Vietnamese startups are starting to come of age, as the diversity of investors and funding rounds has boosted the ecosystem to a new high.
Some 50+ deals were recorded in the startup space last year, totaling $205 million, Topica Founder Institute (TFI) released a funding landscape report as an annual practice. While the number of transactions fell down from 67 in 2015, deal value altogether increased 46 per cent y-o-y, indicating bigger later stage funding rounds.
There were 7 investments in excess of $10 million.
The 7 largest deals totaled a value of $153 million
Last year, corporate M&A was one of the highlights in the funding landscape, which had conventionally seen a more active role of angel investors and VC firms. Acquisitions peaked at $110 million, with major deals in payment, e-commerce and O2O real estate services.
I had earlier posted a report on M&A among startups for DEALSTREETASIA here.
Breaking down by sector, fintech was the star of the year, representing 63 per cent of the total investment value.
E-commerce continued to be the busiest segment with 12 deals closed in the year. However, the value reached only $34.7 million.
Fintech is creating buzz
Fintech is becoming hotter in Vietnam, having attracted $129 million investment in 2016.
The total funding into the fintech segment alone was larger than the combined transaction value of all other sectors, the TFI report said.
Fintech in 2016 became the new destination for private equity money in Vietnam, which had been traditionally flowing to the consumer discretionary sector.
In March, e-wallet MoMo announced the landmark $28 million investment by Standard Chartered Private Equity and Goldman Sachs, while Mekong Capital later closed an eight-digit funding for tech-leveraged pawn services provider F88.
Major deals are in the fintech sector
M&A activity was also vibrant in this sector, with NTT Data’s acquisition of Payoo and UTC Investment’s acquisition of VNPT E-Pay being the most two prominent M&A deals.
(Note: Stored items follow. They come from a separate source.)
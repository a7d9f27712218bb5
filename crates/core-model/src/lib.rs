//! The dependency graph's data model: nodes, handles, and the arena that owns them.
//!
//! The original engine represents nodes as a graph of raw, manually freed
//! pointers (`GNode *`). Here the graph is a single arena (`Graph`) of
//! `Node` values addressed by a stable `Handle`; every cross-reference is a
//! handle, never a borrow, so the graph can be mutated breadth-first without
//! fighting the borrow checker.

use std::collections::HashMap;
use std::path::PathBuf;
use std::time::SystemTime;

use bitflags::bitflags;

pub mod search;
pub use search::{SearchPath, SearchPaths};

/// A stable reference to a node inside a [`Graph`]. Cheap to copy, never
/// invalidated: nodes are never removed from the arena during a run.
#[derive(Debug, Clone, Copy, PartialEq, Eq, PartialOrd, Ord, Hash)]
pub struct Handle(u32);

impl Handle {
    fn index(self) -> usize {
        self.0 as usize
    }

    /// Raw numeric form, used to key `core-vars`' per-node local scope
    /// (`NodeId`) without that crate depending back on `core-model`.
    pub fn as_u32(self) -> u32 {
        self.0
    }
}

bitflags! {
    /// Kind bits: the operator class (mutually exclusive, see [`Kind::OPERATOR_MASK`])
    /// plus the orthogonal attribute bits from a dependency line or special target.
    #[derive(Debug, Clone, Copy, PartialEq, Eq)]
    pub struct Kind: u64 {
        // Operator class - set at most once per node.
        const DEPENDS      = 1 << 0; // `:`
        const FORCE        = 1 << 1; // `!`
        const DOUBLEDEP    = 1 << 2; // `::`

        // Attributes.
        const OPTIONAL     = 1 << 3;
        const USE          = 1 << 4;
        const USEBEFORE    = 1 << 5;
        const EXEC         = 1 << 6;
        const IGNORE       = 1 << 7;
        const PRECIOUS     = 1 << 8;
        const SILENT       = 1 << 9;
        const MAKE         = 1 << 10;
        const JOIN         = 1 << 11;
        const MADE_ATTR    = 1 << 12;
        const SPECIAL      = 1 << 13;
        const INVISIBLE    = 1 << 14;
        const NOTMAIN      = 1 << 15;
        const PHONY        = 1 << 16;
        const NOPATH       = 1 << 17;
        const WAIT         = 1 << 18;
        const NOMETA       = 1 << 19;
        const META         = 1 << 20;
        const NOMETA_CMP   = 1 << 21;
        const SUBMAKE      = 1 << 22;
        const TRANSFORM    = 1 << 23;
        const MEMBER       = 1 << 24;
        const LIB          = 1 << 25;
        const ARCHV        = 1 << 26;
        const HAS_COMMANDS = 1 << 27;
        const SAVE_CMDS    = 1 << 28;
        const DEPS_FOUND   = 1 << 29;
        const MARK         = 1 << 30;
    }
}

impl Kind {
    /// The three mutually-exclusive operator bits.
    pub const OPERATOR_MASK: Kind = Kind::DEPENDS.union(Kind::FORCE).union(Kind::DOUBLEDEP);

    /// The operator class currently set, if any.
    pub fn operator(self) -> Kind {
        self & Kind::OPERATOR_MASK
    }

    /// Bits that are copied onto a cohort / `.USE` expansion target: everything
    /// except the operator class (the target's own operator always wins).
    pub fn propagated(self) -> Kind {
        self - Kind::OPERATOR_MASK
    }
}

bitflags! {
    /// Transient, run-scoped state bits (as opposed to the declarative [`Kind`] bits).
    #[derive(Debug, Clone, Copy, PartialEq, Eq)]
    pub struct StateBits: u32 {
        const REMAKE       = 1 << 0;
        const CHILDMADE    = 1 << 1;
        const FORCE_FLAG   = 1 << 2;
        const DONE_WAIT    = 1 << 3;
        const DONE_ORDER   = 1 << 4;
        const FROM_DEPEND  = 1 << 5;
        const DONE_ALLSRC  = 1 << 6;
        const CYCLE        = 1 << 7;
        const DONECYCLE    = 1 << 8;
        const INTERNAL     = 1 << 9;
        /// Ambient addition (§4.11 of the expanded spec): guards against
        /// reporting the same node's error more than once.
        const REPORTED     = 1 << 10;
    }
}

/// Total order over a node's build progress, per the expanded spec's §3 data model.
#[derive(Debug, Clone, Copy, PartialEq, Eq, PartialOrd, Ord, Hash)]
pub enum MadeStatus {
    Unmade,
    Deferred,
    Requested,
    BeingMade,
    Made,
    UpToDate,
    Error,
    Aborted,
}

impl Default for MadeStatus {
    fn default() -> Self {
        MadeStatus::Unmade
    }
}

impl MadeStatus {
    /// True once a node has reached a build-complete state (as opposed to
    /// merely being in flight).
    pub fn is_finished(self) -> bool {
        matches!(
            self,
            MadeStatus::Made | MadeStatus::UpToDate | MadeStatus::Error | MadeStatus::Aborted
        )
    }
}

/// Where a cohort's parent links live: on a `Regular` node directly, or on a
/// `Cohort`'s centurion. Kept as an explicit sum type rather than inheritance,
/// per the expanded spec's design notes.
#[derive(Debug, Clone, Copy, PartialEq, Eq)]
pub enum NodeRole {
    Regular,
    Cohort { centurion: Handle },
}

/// Source-file provenance: where a node was first defined.
#[derive(Debug, Clone, Default, PartialEq, Eq)]
pub struct Provenance {
    pub file: String,
    pub line: u32,
}

/// A vertex in the dependency graph.
#[derive(Debug, Clone)]
pub struct Node {
    /// Name used to address this node in the graph's index. Cohorts get a
    /// synthetic `name#NNN` here for diagnostics; they are never inserted
    /// into the index itself.
    pub name: String,
    /// The literal, pre-expansion name this node was first declared under.
    /// Immutable once set (see the expanded spec's resolved Open Question).
    pub uname: String,
    pub role: NodeRole,
    pub kind: Kind,
    pub state: StateBits,
    pub made: MadeStatus,

    pub children: Vec<Handle>,
    pub parents: Vec<Handle>,
    pub implicit_parents: Vec<Handle>,
    pub order_pred: Vec<Handle>,
    pub order_succ: Vec<Handle>,

    /// Only meaningful when `role == Regular` and `kind.contains(Kind::DOUBLEDEP)`.
    pub cohorts: Vec<Handle>,
    pub unmade_cohorts: usize,
    next_cohort_seq: u32,

    pub mtime: Option<SystemTime>,
    /// The child with the greatest `mtime` seen so far.
    pub cmgn: Option<Handle>,
    pub path: Option<PathBuf>,
    pub commands: Vec<String>,

    /// Count of `children` whose `made < MADE`.
    pub unmade: usize,

    pub provenance: Provenance,

    /// Scheduler re-entry epoch (§4.8): the epoch this node was last visited in.
    pub checked: u64,
}

impl Node {
    fn new(name: String, role: NodeRole) -> Self {
        let uname = name.clone();
        Node {
            name,
            uname,
            role,
            kind: Kind::empty(),
            state: StateBits::empty(),
            made: MadeStatus::default(),
            children: Vec::new(),
            parents: Vec::new(),
            implicit_parents: Vec::new(),
            order_pred: Vec::new(),
            order_succ: Vec::new(),
            cohorts: Vec::new(),
            unmade_cohorts: 0,
            next_cohort_seq: 0,
            mtime: None,
            cmgn: None,
            path: None,
            commands: Vec::new(),
            unmade: 0,
            provenance: Provenance::default(),
            checked: 0,
        }
    }

    pub fn is_cohort(&self) -> bool {
        matches!(self.role, NodeRole::Cohort { .. })
    }

    pub fn centurion(&self) -> Option<Handle> {
        match self.role {
            NodeRole::Cohort { centurion } => Some(centurion),
            NodeRole::Regular => None,
        }
    }
}

/// Owns every [`Node`] allocated during a run and the name→handle index.
#[derive(Debug, Default)]
pub struct Graph {
    arena: Vec<Node>,
    index: HashMap<String, Handle>,
    main: Option<Handle>,
}

impl Graph {
    pub fn new() -> Self {
        Self::default()
    }

    /// Find-or-create a node addressable by `name`.
    pub fn get(&mut self, name: &str) -> Handle {
        if let Some(h) = self.index.get(name) {
            return *h;
        }
        let handle = self.push(Node::new(name.to_string(), NodeRole::Regular));
        self.index.insert(name.to_string(), handle);
        handle
    }

    /// Find only; does not create.
    pub fn find(&self, name: &str) -> Option<Handle> {
        self.index.get(name).copied()
    }

    /// Allocate a node that is not addressable by name (cohorts, synthetic
    /// `.WAIT` barriers, the synthetic `.MAIN` parent).
    pub fn new_internal(&mut self, name_hint: &str) -> Handle {
        let mut node = Node::new(name_hint.to_string(), NodeRole::Regular);
        node.state |= StateBits::INTERNAL;
        self.push(node)
    }

    fn push(&mut self, node: Node) -> Handle {
        let handle = Handle(self.arena.len() as u32);
        self.arena.push(node);
        handle
    }

    pub fn node(&self, handle: Handle) -> &Node {
        &self.arena[handle.index()]
    }

    pub fn node_mut(&mut self, handle: Handle) -> &mut Node {
        &mut self.arena[handle.index()]
    }

    pub fn set_main(&mut self, handle: Handle) {
        self.main = Some(handle);
    }

    pub fn main(&self) -> Option<Handle> {
        self.main
    }

    /// All nodes addressable by name, in index-insertion (declaration) order.
    pub fn targets(&self) -> Vec<Handle> {
        let mut pairs: Vec<(&String, &Handle)> = self.index.iter().collect();
        pairs.sort_by_key(|(_, h)| h.0);
        pairs.into_iter().map(|(_, h)| *h).collect()
    }

    pub fn len(&self) -> usize {
        self.arena.len()
    }

    pub fn is_empty(&self) -> bool {
        self.arena.is_empty()
    }

    /// Add the edge `parent -> child`, maintaining the reciprocal `parents`
    /// link unless `parent` is a special target that should not be notified
    /// (§3 invariants).
    pub fn add_edge(&mut self, parent: Handle, child: Handle) {
        self.node_mut(parent).children.push(child);
        if !self.node(parent).kind.contains(Kind::SPECIAL) {
            self.node_mut(child).parents.push(parent);
        }
    }

    /// Remove the edge `parent -> child` (and its reciprocal `parents` link),
    /// used when a `.USE`/`.USEBEFORE` template has just been consumed (§4.6
    /// item 5) and should no longer appear as a prerequisite of `parent`.
    pub fn remove_child(&mut self, parent: Handle, child: Handle) {
        self.node_mut(parent).children.retain(|c| *c != child);
        self.node_mut(child).parents.retain(|p| *p != parent);
    }

    pub fn add_order_edge(&mut self, pred: Handle, succ: Handle) {
        self.node_mut(pred).order_succ.push(succ);
        self.node_mut(succ).order_pred.push(pred);
    }

    /// Recompute `unmade` for `handle` from its current `children` list.
    pub fn recompute_unmade(&mut self, handle: Handle) {
        let count = self
            .node(handle)
            .children
            .iter()
            .filter(|c| self.node(**c).made < MadeStatus::Made)
            .count();
        self.node_mut(handle).unmade = count;
    }

    /// Create a cohort for a `::` reaffirmation of `centurion` (§4.4).
    ///
    /// Copies `centurion`'s propagated (non-operator) kind bits, then sets
    /// the cohort's own operator to `::` and marks it invisible, links the
    /// `centurion` back-reference, and appends it to `centurion.cohorts`.
    pub fn make_cohort(&mut self, centurion: Handle) -> Handle {
        let seq = {
            let n = self.node_mut(centurion);
            n.next_cohort_seq += 1;
            n.next_cohort_seq
        };
        let name = format!("{}#{:03}", self.node(centurion).name, seq);
        let propagated = self.node(centurion).kind.propagated();

        let mut cohort = Node::new(name, NodeRole::Cohort { centurion });
        cohort.kind = propagated | Kind::DOUBLEDEP | Kind::INVISIBLE;
        cohort.provenance = self.node(centurion).provenance.clone();
        let handle = self.push(cohort);

        let c = self.node_mut(centurion);
        c.kind |= Kind::DOUBLEDEP;
        c.cohorts.push(handle);
        c.unmade_cohorts += 1;
        handle
    }

    /// The node actually holding parent links for `handle`: itself if
    /// `Regular`, or its centurion if `Cohort`.
    pub fn centurion_of(&self, handle: Handle) -> Handle {
        match self.node(handle).role {
            NodeRole::Regular => handle,
            NodeRole::Cohort { centurion } => centurion,
        }
    }
}

#[cfg(test)]
mod tests {
    use super::*;

    #[test]
    fn get_is_find_or_create() {
        let mut g = Graph::new();
        let a = g.get("a");
        let a2 = g.get("a");
        assert_eq!(a, a2);
        assert_eq!(g.node(a).name, "a");
    }

    #[test]
    fn new_internal_is_not_addressable() {
        let mut g = Graph::new();
        let h = g.new_internal(".WAIT");
        assert!(g.find(".WAIT").is_none());
        assert!(g.node(h).state.contains(StateBits::INTERNAL));
    }

    #[test]
    fn add_edge_maintains_reciprocal_parent_link() {
        let mut g = Graph::new();
        let parent = g.get("all");
        let child = g.get("foo");
        g.add_edge(parent, child);
        assert_eq!(g.node(parent).children, vec![child]);
        assert_eq!(g.node(child).parents, vec![parent]);
    }

    #[test]
    fn special_parent_skips_reciprocal_parent_link() {
        let mut g = Graph::new();
        let parent = g.get(".BEGIN");
        g.node_mut(parent).kind |= Kind::SPECIAL;
        let child = g.get("x");
        g.add_edge(parent, child);
        assert_eq!(g.node(parent).children, vec![child]);
        assert!(g.node(child).parents.is_empty());
    }

    #[test]
    fn cohort_inherits_propagated_bits_but_not_operator() {
        let mut g = Graph::new();
        let x = g.get("x");
        g.node_mut(x).kind |= Kind::DEPENDS | Kind::SILENT | Kind::PRECIOUS;
        let c1 = g.make_cohort(x);
        assert_eq!(g.node(c1).name, "x#001");
        assert!(g.node(c1).kind.contains(Kind::DOUBLEDEP));
        assert!(g.node(c1).kind.contains(Kind::INVISIBLE));
        assert!(g.node(c1).kind.contains(Kind::SILENT));
        assert!(g.node(c1).kind.contains(Kind::PRECIOUS));
        assert!(!g.node(c1).kind.contains(Kind::DEPENDS));
        assert_eq!(g.node(x).unmade_cohorts, 1);
        assert_eq!(g.node(x).cohorts, vec![c1]);

        let c2 = g.make_cohort(x);
        assert_eq!(g.node(c2).name, "x#002");
        assert_eq!(g.node(x).unmade_cohorts, 2);
    }

    #[test]
    fn recompute_unmade_counts_unfinished_children() {
        let mut g = Graph::new();
        let parent = g.get("all");
        let a = g.get("a");
        let b = g.get("b");
        g.add_edge(parent, a);
        g.add_edge(parent, b);
        g.node_mut(a).made = MadeStatus::Made;
        g.recompute_unmade(parent);
        assert_eq!(g.node(parent).unmade, 1);
    }

    #[test]
    fn made_status_is_totally_ordered() {
        assert!(MadeStatus::Unmade < MadeStatus::Deferred);
        assert!(MadeStatus::Deferred < MadeStatus::Requested);
        assert!(MadeStatus::Requested < MadeStatus::BeingMade);
        assert!(MadeStatus::BeingMade < MadeStatus::Made);
        assert!(MadeStatus::Made < MadeStatus::UpToDate);
        assert!(MadeStatus::UpToDate < MadeStatus::Error);
        assert!(MadeStatus::Error < MadeStatus::Aborted);
    }
}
“The fintech ecosystem is progressing,” said Christian Konig, founder of Fintechnews.sg. “However, the deal flow here is not really representative as it is biased from the MoMo deal,” he added.
While payment still accounts for the largest pool of fintech startups, there have not been any insurtech, wealttech and regtech companies in Vietnam.
Payment acted as the strongest vertical of fintech in 2016, according to Bobby Liu, director at TFI.
“In the next five years we’ll be seeing lots more local retailers going online and naturally payment gateway is an integral part of this transition. This is also fueled by continued interest in e-commerce platforms of new startups and for any other e-commerce players to come to Vietnam, it needs a payment gateway to handle local transactions.”
Other than payment, Liu said the availability of more choices will help other traditionally offline businesses easier transition to online platforms, and predicted that future will not be too far away for Vietnam.
The country has even set up a steering committee on fintech led by the central bank. The committee will be tasked with advising the State Bank of Vietnam Governor on how to complete and grow the fintech ecosystem.
“My prediction is that the regulators will actively start to support the fintech industry and will announce a Fintech Sandbox and clearer guidelines for fintech startups,” said Konig.
More and more foreign companies are also active in this market, he added, including GoBear, Matchmove, OKLink and Transferwise.
With acquisitions happening in the payment space, given last year’s deals of Payoo and VNPT E-Pay, Konig’s other prediction is that there will be consolidation in mobile payment startups as seen in other markets.
“Fintech is potentially the biggest form of disruption across all sectors. While it may take many years, the banking industry is never going to be the same as we know it. Almost every aspect of banking services can be democratized, from peer-to-peer to core banking integration,” TFI’s Liu added.